Optimization, production and scale up of debittered kinnow beverage by and #945;-L-rhamnosidase producing yeast

Abstract

α-L-Rhamnosidase is used for debittering the citrus juice by hydrolyzing bitter naringin to nonbitter prunin and rhamnose. The present study was carried out on fermentative production of debittered kinnow (Citrus reticulata Blanco) beverage using α-L-rhamnosidase producing yeast in order to utilize its immense potentiality in processed kinnow juice industry. The effect of percent yeast inoculum concentration (0.25-1.25 v/v), total soluble solids (12-16 °B), temperature (15-35 °C) and incubation time (12-60 h) were studied to optimize the production of α-L- rhamnosidase enzyme from Clavispora lusitaniae in kinnow juice.
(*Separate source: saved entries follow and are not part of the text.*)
use crate::flag_set::{FlagSet, Flags};
use crate::low_level::Flag;
use crate::value::{FlagValue, Value};
use std::fmt;

const DESCRIPTION_INDENT: &str = "    \t";

#[derive(Debug, Clone, PartialEq, Eq)]
pub struct ArgHelp {
    pub name: String,
    pub hint: String,
    pub description: String,
    pub default: Option<String>,
}

impl ArgHelp {
    fn new(flag: &Flag) -> Self {
        let (hint, description) = unquote_usage(&flag.usage, &flag.value);
        Self {
            name: flag.name.clone(),
            hint,
            description,
            default: flag.default_text().map(|d| d.to_string()),
        }
    }
}

/// Extracts a back-quoted name from `usage` to use as the hint, falling back
/// to the value's own hint.
pub fn unquote_usage(usage: &str, value: &FlagValue) -> (String, String) {
    if let Some((before, rest)) = usage.split_once('`') {
        if let Some((name, after)) = rest.split_once('`') {
            return (name.to_string(), format!("{}{}{}", before, name, after));
        }
    }
    (value.hint().to_string(), usage.to_string())
}

/// Rendered usage of a [`FlagSet`] and its positional arguments.
#[derive(Debug, Clone, PartialEq, Eq)]
pub struct Usage {
    pub program_name: String,
    pub order: Option<String>,
    pub positional: Vec<ArgHelp>,
    pub named: Vec<ArgHelp>,
}

impl Usage {
    pub fn new(flag_set: &FlagSet) -> Self {
        let mut named = Vec::new();
        flag_set.visit_all(|flag| named.push(ArgHelp::new(flag)));
        let mut positional = Vec::new();
        let order = flag_set.positional_ref().map(|p| {
            p.visit_all(|flag| positional.push(ArgHelp::new(flag)));
            p.order_spec().to_string()
        });
        Self {
            program_name: flag_set.name().to_string(),
            order,
            positional,
            named,
        }
    }
}

fn write_arg(f: &mut fmt::Formatter, prefix: &str, arg: &ArgHelp) -> fmt::Result {
    let mut line = format!("  {}{}", prefix, arg.name);
    if !arg.hint.is_empty() {
        line.push(' ');
        line.push_str(&arg.hint);
    }
    // short single-character flags keep their description on the same line
    if line.len() <= 4 {
        line.push('\t');
    } else {
        line.push('\n');
        line.push_str(DESCRIPTION_INDENT);
    }
    line.push_str(&arg.description.replace('\n', &format!("\n{}", DESCRIPTION_INDENT)));
    if let Some(default) = &arg.default {
        line.push_str(&format!(" (default {})", default));
    }
    writeln!(f, "{}", line)
}

impl fmt::Display for Usage {
    fn fmt(&self, f: &mut fmt::Formatter) -> Result<(), fmt::Error> {
        write!(f, "Usage: {}", self.program_name)?;
        if !self.named.is_empty() {
            write!(f, " [options]")?;
        }
        if let Some(order) = self.order.as_ref().filter(|o| !o.is_empty()) {
            write!(f, " {}", order)?;
        }
        writeln!(f)?;
        for p in &self.positional {
            write_arg(f, "", p)?;
        }
        if !self.named.is_empty() {
            writeln!(f, "Options:")?;
            for n in &self.named {
                write_arg(f, "-", n)?;
            }
        }
        Ok(())
    }
}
Results indicated that yeast showing maximum rhamnosidase activity (0.056 IU mL-1) in presence of yeast inoculum concentration (0.75% v/v), brix (13 °B), temperature (30±5 °C) and incubation time (48 h). Further, these optimized conditions were used in upscale production of debittered kinnow beverage. The physicochemical parameters of freshly prepared beverage TSS 13.00±0.20 °B, acidity 0.14±0.03%, pH 3.40±0.10, brix acid ratio 92.85±0.00, limonin 6.90±0.10 ppm, naringin 443.00±10.00 ppm, total sugars 12.90±0.30%, reducing sugars 2.42±0.20 and ascorbic acid 27.80±1.00 mg/100 mL. All the physicochemical parameters did not change significantly during storage. The decrease of naringin with storage was 443.00±10.00 to 143.70±4.00 ppm due to the α-L-rhamnosidase activity of yeast. The percentage of ethanol and CO2 were 0.89±0.05% and 1.46±0.06 bar after three months of storage. All the sensory parameters like taste, color, aroma, bouquet, flavor and astringency of kinnow beverage were stable at storage period of 90 days with almost no change in organoleptic sensation. Thus the technology presented here, a very less time consuming and safe for production of debittered kinnow beverage on large scale in citrus food industries.